• ASSIGNMENT
Whenever the string "KEGG" appears in a line below, please copy the line out.

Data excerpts
■ ■ ■
use std::fs;
use std::path::PathBuf;

use camino::Utf8PathBuf;
use serde::{Deserialize, Serialize};

use crate::domain::{CollectionKey, Hierarchy, TaxId};
use crate::error::GenesetError;
use crate::registry::CollectionSpec;
use crate::serverfiles::DEFAULT_SERVER_URL;

pub const CONFIG_FILENAME: &str = "kira-gs.json";

#[derive(Debug, Default, Deserialize, Serialize)]
pub struct Config {
    #[serde(default)]
    pub schema_version: Option<u32>,
    #[serde(default)]
    pub server: Option<ServerSection>,
    #[serde(default)]
    pub store_root: Option<String>,
    #[serde(default)]
    pub organisms: Vec<String>,
    #[serde(default)]
    pub collections: Vec<CollectionEntry>,
}

#[derive(Debug, Default, Deserialize, Serialize)]
pub struct ServerSection {
    #[serde(default)]
    pub url: Option<String>,
    #[serde(default)]
    pub username: Option<String>,
}

#[derive(Debug, Deserialize, Serialize)]
#[serde(untagged)]
pub enum CollectionEntry {
    Shorthand(String),
    Stored(StoredEntryObject),
    Gmt(GmtEntryObject),
}

#[derive(Debug, Deserialize, Serialize)]
pub struct StoredEntryObject {
    pub hierarchy: Vec<String>,
    #[serde(default)]
    pub organism: Option<String>,
}

#[derive(Debug, Deserialize, Serialize)]
pub struct GmtEntryObject {
    pub gmt: String,
}

#[derive(Debug, Clone)]
pub struct ResolvedConfig {
    pub schema_version: u32,
    pub server_url: String,
    pub username: Option<String>,
    pub store_root: Option<Utf8PathBuf>,
    pub organisms: Vec<TaxId>,
    pub collections: Vec<CollectionSpec>,
}

impl Default for ResolvedConfig {
    fn default() -> Self {
        Self {
            schema_version: 1,
            server_url: DEFAULT_SERVER_URL.to_string(),
            username: None,
            store_root: None,
            organisms: Vec::new(),
            collections: Vec::new(),
        }
    }
}

pub struct ConfigLoader;

impl ConfigLoader {
    /// Loads `path`, or `kira-gs.json` from the working directory. Without an
    /// explicit path a missing file yields defaults unless `required` is set.
    pub fn resolve(path: Option<&str>, required: bool) -> Result<ResolvedConfig, GenesetError> {
        let config_path = match path {
            Some(path) => PathBuf::from(path),
            None => PathBuf::from(CONFIG_FILENAME),
        };

        if path.is_none() && !config_path.exists() {
            if required {
                return Err(GenesetError::MissingConfig);
            }
            return Ok(ResolvedConfig::default());
        }

        let content = fs::read_to_string(&config_path)
            .map_err(|_| GenesetError::ConfigRead(config_path.clone()))?;
        let config: Config = serde_json::from_str(&content)
            .map_err(|err| GenesetError::ConfigParse(err.to_string()))?;

        Self::resolve_config(config)
    }

    pub fn resolve_config(config: Config) -> Result<ResolvedConfig, GenesetError> {
        let schema_version = config.schema_version.unwrap_or(1);
        let server = config.server.unwrap_or_default();

        let organisms = config
            .organisms
            .iter()
            .map(|value| value.parse())
            .collect::<Result<Vec<TaxId>, GenesetError>>()?;

        let collections = config
            .collections
            .into_iter()
            .map(|entry| match entry {
                CollectionEntry::Shorthand(value) => value.parse(),
                CollectionEntry::Stored(obj) => {
                    let organism = obj.organism.as_deref().map(str::parse::<TaxId>).transpose()?;
                    Ok(CollectionSpec::Stored(CollectionKey::new(
                        Hierarchy::new(obj.hierarchy)?,
                        organism,
                    )))
                }
                CollectionEntry::Gmt(obj) => Ok(CollectionSpec::File(Utf8PathBuf::from(obj.gmt))),
            })
            .collect::<Result<Vec<_>, GenesetError>>()?;

        Ok(ResolvedConfig {
            schema_version,
            server_url: server
                .url
                .unwrap_or_else(|| DEFAULT_SERVER_URL.to_string()),
            username: server.username,
            store_root: config.store_root.map(Utf8PathBuf::from),
            organisms,
            collections,
        })
    }
}

#[cfg(test)]
mod tests {
    use assert_matches::assert_matches;

    use super::*;

    #[test]
    fn parse_config_shorthand() {
        let config = Config {
            collections: vec![
                CollectionEntry::Shorthand("KEGG@9606".to_string()),
                CollectionEntry::Shorthand("c2.cp.gmt".to_string()),
            ],
            ..Config::default()
        };

        let resolved = ConfigLoader::resolve_config(config).unwrap();
        assert_eq!(resolved.schema_version, 1);
        assert_eq!(resolved.server_url, DEFAULT_SERVER_URL);
        assert_matches!(&resolved.collections[0], CollectionSpec::Stored(key) if key.to_string() == "KEGG@9606");
        assert_matches!(&resolved.collections[1], CollectionSpec::File(_));
    }

    #[test]
    fn detailed_entries_from_json() {
        let config: Config = serde_json::from_str(
            r#"{
                "server": {"url": "http://localhost:9999", "username": "orange"},
                "organisms": ["9606", "10090"],
                "collections": [
                    {"hierarchy": ["GO", "biological_process"], "organism": "9606"},
                    {"gmt": "sets/custom.gmt"}
                ]
            }"#,
        )
        .unwrap();

        let resolved = ConfigLoader::resolve_config(config).unwrap();
        assert_eq!(resolved.server_url, "http://localhost:9999");
        assert_eq!(resolved.username.as_deref(), Some("orange"));
        assert_eq!(resolved.organisms.len(), 2);
        assert_matches!(&resolved.collections[0], CollectionSpec::Stored(key) if key.hierarchy.len() == 2);
        assert_matches!(&resolved.collections[1], CollectionSpec::File(path) if path.as_str() == "sets/custom.gmt");
    }

    #[test]
    fn invalid_organism_is_rejected() {
        let config = Config {
            organisms: vec!["human".to_string()],
            ..Config::default()
        };
        assert_matches!(
            ConfigLoader::resolve_config(config),
            Err(GenesetError::InvalidTaxId(_))
        );
    }
}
■ ■ ■
• RESPONSE AREA
                CollectionEntry::Shorthand("KEGG@9606".to_string()),
        assert_matches!(&resolved.collections[0], CollectionSpec::Stored(key) if key.to_string() == "KEGG@9606");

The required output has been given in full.